» **Task details**
Scan the records for the string "match", then copy each line that has it.
*** Provided entries Section Begins ***
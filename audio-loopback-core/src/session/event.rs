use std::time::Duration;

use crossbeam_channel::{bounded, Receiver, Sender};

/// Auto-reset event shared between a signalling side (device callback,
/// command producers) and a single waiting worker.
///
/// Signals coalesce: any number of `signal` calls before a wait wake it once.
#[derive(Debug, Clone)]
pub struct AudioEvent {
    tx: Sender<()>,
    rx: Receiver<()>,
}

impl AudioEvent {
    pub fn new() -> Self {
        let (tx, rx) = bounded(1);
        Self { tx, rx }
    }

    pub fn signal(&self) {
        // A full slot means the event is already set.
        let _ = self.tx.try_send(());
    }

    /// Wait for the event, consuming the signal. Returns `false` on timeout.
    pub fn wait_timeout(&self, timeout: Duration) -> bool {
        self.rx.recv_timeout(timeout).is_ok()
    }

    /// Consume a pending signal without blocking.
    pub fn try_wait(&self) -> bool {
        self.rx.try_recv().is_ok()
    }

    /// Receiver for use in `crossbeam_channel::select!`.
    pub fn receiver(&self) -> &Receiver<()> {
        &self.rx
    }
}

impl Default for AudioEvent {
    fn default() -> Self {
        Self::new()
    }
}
*** Provided entries Section Ends ***
*** Provided entries Section Begins ***
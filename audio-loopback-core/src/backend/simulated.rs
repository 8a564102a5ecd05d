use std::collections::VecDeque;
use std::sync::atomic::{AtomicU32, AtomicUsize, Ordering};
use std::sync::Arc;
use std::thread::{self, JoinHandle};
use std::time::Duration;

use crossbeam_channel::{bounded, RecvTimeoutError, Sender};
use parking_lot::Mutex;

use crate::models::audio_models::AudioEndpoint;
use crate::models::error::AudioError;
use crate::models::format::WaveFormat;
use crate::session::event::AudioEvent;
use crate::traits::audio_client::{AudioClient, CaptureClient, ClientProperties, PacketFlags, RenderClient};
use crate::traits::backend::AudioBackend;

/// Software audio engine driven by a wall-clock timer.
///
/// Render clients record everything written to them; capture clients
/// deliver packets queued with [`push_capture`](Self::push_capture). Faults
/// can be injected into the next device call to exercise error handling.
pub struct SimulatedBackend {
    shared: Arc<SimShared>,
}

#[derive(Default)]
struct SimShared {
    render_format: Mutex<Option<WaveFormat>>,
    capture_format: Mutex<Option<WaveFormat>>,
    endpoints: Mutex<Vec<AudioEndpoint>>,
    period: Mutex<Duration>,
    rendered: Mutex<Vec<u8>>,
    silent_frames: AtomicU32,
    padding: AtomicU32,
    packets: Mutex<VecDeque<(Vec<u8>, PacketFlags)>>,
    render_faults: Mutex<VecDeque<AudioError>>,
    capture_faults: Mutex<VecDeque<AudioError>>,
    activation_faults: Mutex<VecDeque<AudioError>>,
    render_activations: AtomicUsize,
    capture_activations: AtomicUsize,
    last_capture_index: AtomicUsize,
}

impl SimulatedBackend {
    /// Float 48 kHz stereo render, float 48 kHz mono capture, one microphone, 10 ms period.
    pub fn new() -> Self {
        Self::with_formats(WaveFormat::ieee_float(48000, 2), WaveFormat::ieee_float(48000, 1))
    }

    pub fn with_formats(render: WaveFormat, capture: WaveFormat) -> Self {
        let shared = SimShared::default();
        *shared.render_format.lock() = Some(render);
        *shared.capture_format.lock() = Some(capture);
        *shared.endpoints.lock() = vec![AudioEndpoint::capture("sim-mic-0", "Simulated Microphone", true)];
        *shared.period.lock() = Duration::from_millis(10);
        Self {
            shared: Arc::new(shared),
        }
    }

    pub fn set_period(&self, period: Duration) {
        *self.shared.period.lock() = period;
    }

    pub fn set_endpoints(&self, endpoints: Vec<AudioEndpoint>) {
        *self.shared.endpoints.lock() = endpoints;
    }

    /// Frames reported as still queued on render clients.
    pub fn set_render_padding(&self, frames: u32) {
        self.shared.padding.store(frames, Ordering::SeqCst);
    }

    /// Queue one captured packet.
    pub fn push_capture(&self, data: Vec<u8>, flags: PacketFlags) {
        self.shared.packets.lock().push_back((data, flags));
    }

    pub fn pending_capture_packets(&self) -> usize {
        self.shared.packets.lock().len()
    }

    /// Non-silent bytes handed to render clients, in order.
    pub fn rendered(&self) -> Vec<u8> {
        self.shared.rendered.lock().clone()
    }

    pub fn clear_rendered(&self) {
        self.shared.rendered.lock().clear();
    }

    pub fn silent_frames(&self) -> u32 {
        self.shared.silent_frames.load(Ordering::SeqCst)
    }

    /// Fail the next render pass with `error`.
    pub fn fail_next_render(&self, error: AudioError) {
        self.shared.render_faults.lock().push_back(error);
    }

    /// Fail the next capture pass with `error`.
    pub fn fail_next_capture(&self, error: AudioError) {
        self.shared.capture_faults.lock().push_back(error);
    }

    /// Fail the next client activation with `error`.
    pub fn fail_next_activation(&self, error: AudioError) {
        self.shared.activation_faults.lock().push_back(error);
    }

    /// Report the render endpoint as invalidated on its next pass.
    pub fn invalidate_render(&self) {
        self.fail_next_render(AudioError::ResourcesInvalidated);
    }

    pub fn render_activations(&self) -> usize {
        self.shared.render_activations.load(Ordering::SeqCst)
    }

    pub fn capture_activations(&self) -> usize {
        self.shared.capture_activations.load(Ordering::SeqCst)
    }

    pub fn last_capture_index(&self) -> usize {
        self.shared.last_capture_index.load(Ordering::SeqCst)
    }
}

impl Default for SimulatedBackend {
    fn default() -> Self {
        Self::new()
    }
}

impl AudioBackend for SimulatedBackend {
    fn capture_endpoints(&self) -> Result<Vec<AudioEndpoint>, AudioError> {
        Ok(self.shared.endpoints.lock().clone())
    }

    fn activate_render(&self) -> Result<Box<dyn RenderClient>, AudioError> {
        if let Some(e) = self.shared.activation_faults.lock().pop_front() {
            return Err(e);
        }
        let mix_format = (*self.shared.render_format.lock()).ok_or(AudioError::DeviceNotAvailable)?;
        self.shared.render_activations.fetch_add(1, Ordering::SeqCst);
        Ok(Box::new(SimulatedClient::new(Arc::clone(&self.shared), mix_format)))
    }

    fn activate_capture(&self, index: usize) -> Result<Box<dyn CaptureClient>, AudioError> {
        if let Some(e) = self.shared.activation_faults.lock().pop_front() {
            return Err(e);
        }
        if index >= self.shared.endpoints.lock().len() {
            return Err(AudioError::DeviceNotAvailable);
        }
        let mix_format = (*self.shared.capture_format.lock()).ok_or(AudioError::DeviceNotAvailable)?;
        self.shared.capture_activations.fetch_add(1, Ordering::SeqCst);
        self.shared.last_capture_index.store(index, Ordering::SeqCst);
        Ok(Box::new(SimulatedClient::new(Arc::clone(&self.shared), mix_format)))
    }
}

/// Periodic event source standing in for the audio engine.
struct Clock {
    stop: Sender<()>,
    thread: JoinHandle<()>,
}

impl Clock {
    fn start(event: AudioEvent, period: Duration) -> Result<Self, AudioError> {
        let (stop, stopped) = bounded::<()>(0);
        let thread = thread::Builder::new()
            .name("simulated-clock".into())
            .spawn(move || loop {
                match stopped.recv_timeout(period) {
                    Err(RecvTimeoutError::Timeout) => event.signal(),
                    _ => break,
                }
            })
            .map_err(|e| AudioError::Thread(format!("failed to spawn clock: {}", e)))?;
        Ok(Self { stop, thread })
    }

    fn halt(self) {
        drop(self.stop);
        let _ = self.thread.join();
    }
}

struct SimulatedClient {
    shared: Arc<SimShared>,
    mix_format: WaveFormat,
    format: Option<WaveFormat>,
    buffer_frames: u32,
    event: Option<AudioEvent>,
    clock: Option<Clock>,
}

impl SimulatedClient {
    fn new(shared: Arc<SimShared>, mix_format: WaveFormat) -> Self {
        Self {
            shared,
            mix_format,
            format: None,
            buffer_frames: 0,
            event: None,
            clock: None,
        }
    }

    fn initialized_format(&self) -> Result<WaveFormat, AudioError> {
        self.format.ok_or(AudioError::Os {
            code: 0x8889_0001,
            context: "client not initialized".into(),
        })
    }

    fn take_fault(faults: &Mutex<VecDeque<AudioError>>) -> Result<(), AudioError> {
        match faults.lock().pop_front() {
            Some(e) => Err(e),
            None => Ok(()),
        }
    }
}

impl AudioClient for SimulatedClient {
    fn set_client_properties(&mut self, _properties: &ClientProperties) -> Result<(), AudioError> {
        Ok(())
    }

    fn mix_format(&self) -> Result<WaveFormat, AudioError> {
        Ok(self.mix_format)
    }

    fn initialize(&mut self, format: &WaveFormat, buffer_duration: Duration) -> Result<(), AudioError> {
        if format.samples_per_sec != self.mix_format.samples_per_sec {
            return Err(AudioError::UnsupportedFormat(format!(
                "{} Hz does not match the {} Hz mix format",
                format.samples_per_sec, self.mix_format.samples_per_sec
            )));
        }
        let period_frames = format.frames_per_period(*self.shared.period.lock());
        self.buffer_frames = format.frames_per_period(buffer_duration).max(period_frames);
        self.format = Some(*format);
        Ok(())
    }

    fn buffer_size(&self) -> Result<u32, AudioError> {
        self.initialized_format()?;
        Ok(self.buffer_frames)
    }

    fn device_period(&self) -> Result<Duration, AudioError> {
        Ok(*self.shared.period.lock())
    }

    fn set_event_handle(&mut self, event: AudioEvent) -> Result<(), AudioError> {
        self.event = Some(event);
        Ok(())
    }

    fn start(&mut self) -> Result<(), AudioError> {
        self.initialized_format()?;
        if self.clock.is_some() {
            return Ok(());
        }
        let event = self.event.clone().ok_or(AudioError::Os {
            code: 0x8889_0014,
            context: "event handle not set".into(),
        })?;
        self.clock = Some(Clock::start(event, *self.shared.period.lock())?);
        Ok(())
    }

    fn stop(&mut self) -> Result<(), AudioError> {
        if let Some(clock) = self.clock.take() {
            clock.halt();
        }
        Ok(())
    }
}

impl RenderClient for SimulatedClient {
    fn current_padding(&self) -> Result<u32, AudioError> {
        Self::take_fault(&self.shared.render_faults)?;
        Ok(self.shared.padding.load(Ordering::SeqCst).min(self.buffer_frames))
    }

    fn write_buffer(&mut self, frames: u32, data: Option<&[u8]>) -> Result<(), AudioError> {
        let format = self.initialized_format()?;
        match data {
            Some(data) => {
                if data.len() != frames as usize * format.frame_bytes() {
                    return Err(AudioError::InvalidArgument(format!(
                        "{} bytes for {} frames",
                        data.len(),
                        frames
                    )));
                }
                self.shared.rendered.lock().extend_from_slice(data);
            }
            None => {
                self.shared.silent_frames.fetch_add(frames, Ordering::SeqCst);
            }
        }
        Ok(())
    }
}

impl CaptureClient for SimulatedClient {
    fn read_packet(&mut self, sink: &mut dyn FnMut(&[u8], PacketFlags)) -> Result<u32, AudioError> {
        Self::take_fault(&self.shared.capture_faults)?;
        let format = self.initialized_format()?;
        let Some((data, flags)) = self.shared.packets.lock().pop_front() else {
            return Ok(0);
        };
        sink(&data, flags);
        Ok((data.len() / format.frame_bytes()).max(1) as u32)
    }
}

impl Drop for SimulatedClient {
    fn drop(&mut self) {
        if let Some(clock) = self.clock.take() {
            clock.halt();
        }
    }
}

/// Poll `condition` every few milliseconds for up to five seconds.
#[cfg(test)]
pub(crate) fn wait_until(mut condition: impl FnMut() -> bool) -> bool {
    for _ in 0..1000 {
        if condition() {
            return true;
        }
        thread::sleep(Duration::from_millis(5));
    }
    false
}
*** Provided entries Section Ends ***
*** Provided entries Section Begins ***
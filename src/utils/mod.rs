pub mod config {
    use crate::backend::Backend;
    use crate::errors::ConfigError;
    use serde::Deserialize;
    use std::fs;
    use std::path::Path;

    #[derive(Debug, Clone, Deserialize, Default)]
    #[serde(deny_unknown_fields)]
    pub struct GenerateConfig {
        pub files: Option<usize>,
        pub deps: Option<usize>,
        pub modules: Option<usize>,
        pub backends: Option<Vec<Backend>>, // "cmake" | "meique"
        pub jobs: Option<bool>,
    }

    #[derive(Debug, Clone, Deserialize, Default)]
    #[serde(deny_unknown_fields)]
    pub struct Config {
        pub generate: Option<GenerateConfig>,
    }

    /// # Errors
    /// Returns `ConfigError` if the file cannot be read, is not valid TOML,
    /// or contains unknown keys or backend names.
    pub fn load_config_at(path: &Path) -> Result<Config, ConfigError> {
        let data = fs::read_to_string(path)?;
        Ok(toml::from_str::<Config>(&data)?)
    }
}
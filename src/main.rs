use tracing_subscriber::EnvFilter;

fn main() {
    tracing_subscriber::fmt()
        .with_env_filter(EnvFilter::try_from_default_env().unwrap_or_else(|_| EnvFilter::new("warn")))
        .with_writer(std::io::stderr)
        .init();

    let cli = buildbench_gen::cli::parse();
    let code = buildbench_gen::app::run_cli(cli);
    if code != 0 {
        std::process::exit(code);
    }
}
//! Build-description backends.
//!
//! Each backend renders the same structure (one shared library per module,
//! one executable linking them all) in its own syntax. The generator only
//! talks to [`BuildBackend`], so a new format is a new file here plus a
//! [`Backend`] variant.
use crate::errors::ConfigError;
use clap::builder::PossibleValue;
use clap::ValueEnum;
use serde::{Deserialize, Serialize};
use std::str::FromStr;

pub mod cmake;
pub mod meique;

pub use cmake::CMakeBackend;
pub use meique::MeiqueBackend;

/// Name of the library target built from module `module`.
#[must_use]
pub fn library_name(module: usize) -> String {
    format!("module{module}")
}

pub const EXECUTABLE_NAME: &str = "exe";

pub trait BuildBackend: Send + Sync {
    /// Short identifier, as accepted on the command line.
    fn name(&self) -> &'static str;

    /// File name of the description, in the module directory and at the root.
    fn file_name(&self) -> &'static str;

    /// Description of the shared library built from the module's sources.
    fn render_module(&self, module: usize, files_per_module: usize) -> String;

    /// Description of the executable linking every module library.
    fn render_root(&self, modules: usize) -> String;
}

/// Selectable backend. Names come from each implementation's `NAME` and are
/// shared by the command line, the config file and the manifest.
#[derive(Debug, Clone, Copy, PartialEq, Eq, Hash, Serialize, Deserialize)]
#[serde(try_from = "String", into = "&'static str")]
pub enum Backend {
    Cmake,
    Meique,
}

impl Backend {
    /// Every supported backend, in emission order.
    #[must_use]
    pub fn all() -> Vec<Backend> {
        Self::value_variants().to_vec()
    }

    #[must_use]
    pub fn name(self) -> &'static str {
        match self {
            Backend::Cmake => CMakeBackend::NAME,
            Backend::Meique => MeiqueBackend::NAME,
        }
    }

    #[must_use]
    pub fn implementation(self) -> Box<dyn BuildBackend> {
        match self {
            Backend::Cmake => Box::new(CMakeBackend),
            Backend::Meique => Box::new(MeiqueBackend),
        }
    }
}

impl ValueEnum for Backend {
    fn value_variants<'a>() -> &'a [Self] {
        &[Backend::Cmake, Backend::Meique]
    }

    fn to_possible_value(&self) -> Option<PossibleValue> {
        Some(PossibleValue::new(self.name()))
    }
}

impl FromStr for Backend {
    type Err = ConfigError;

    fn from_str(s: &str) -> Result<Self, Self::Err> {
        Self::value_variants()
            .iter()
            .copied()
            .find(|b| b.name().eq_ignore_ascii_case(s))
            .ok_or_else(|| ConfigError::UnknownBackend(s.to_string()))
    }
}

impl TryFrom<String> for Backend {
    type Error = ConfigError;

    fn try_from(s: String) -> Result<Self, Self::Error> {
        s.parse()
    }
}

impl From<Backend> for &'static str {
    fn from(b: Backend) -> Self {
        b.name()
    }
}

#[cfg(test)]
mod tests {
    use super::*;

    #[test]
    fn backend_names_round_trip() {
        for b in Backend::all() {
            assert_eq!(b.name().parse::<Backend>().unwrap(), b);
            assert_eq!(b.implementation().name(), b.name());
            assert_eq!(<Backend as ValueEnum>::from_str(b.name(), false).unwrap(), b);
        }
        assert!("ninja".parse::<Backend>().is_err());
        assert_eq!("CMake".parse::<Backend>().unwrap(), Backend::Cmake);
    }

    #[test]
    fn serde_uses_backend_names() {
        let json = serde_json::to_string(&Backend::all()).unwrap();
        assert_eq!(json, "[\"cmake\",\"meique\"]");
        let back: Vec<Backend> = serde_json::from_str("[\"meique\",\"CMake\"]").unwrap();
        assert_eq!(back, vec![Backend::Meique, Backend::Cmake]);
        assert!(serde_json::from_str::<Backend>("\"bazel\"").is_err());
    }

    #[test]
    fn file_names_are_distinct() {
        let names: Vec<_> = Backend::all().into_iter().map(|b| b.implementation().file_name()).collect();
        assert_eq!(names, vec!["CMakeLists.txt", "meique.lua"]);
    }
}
*** Provided entries Section Ends ***
» **Exercise output**
                match stopped.recv_timeout(period) {
        match faults.lock().pop_front() {
                "{} Hz does not match the {} Hz mix format",
        match data {
        match self {
        match self {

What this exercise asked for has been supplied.